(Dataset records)
◇ ◇ ◇ ◇ ◇

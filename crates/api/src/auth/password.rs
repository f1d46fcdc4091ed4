//! Argon2id password hashing, verification, and strength validation.
//!
//! Hashes are PHC strings carrying their own parameters and salt.

use argon2::password_hash::rand_core::OsRng;
use argon2::password_hash::{PasswordHash, PasswordHasher, PasswordVerifier, SaltString};
use argon2::Argon2;

/// Minimum accepted password length in characters.
pub const MIN_PASSWORD_LENGTH: usize = 8;

/// Hash a plaintext password using Argon2id with a random salt.
pub fn hash_password(password: &str) -> Result<String, argon2::password_hash::Error> {
    let salt = SaltString::generate(&mut OsRng);
    let hash = Argon2::default().hash_password(password.as_bytes(), &salt)?;
    Ok(hash.to_string())
}

/// Verify a plaintext password against a stored PHC hash.
///
/// A mismatch is `Ok(false)`; only malformed hashes are errors.
pub fn verify_password(password: &str, hash: &str) -> Result<bool, argon2::password_hash::Error> {
    let parsed_hash = PasswordHash::new(hash)?;
    match Argon2::default().verify_password(password.as_bytes(), &parsed_hash) {
        Ok(()) => Ok(true),
        Err(argon2::password_hash::Error::Password) => Ok(false),
        Err(e) => Err(e),
    }
}

/// Reject passwords shorter than [`MIN_PASSWORD_LENGTH`].
pub fn validate_password_strength(password: &str) -> Result<(), String> {
    if password.chars().count() < MIN_PASSWORD_LENGTH {
        return Err(format!(
            "Password must be at least {MIN_PASSWORD_LENGTH} characters long"
        ));
    }
    Ok(())
}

◇ ◇ ◇ ◇ ◇

YOUR TASK -> Every record above needs to be copied exactly.

RESPONSE TO THIS EXERCISE ->
filename crates/api/src/auth/password.rs
repository f1d46fcdc4091ed4
//! Argon2id password hashing, verification, and strength validation.
//!
//! Hashes are PHC strings carrying their own parameters and salt.

use argon2::password_hash::rand_core::OsRng;
use argon2::password_hash::{PasswordHash, PasswordHasher, PasswordVerifier, SaltString};
use argon2::Argon2;

/// Minimum accepted password length in characters.
pub const MIN_PASSWORD_LENGTH: usize = 8;

/// Hash a plaintext password using Argon2id with a random salt.
pub fn hash_password(password: &str) -> Result<String, argon2::password_hash::Error> {
    let salt = SaltString::generate(&mut OsRng);
    let hash = Argon2::default().hash_password(password.as_bytes(), &salt)?;
    Ok(hash.to_string())
}

/// Verify a plaintext password against a stored PHC hash.
///
/// A mismatch is `Ok(false)`; only malformed hashes are errors.
pub fn verify_password(password: &str, hash: &str) -> Result<bool, argon2::password_hash::Error> {
    let parsed_hash = PasswordHash::new(hash)?;
    match Argon2::default().verify_password(password.as_bytes(), &parsed_hash) {
        Ok(()) => Ok(true),
        Err(argon2::password_hash::Error::Password) => Ok(false),
        Err(e) => Err(e),
    }
}

/// Reject passwords shorter than [`MIN_PASSWORD_LENGTH`].
pub fn validate_password_strength(password: &str) -> Result<(), String> {
    if password.chars().count() < MIN_PASSWORD_LENGTH {
        return Err(format!(
            "Password must be at least {MIN_PASSWORD_LENGTH} characters long"
        ));
    }
    Ok(())
}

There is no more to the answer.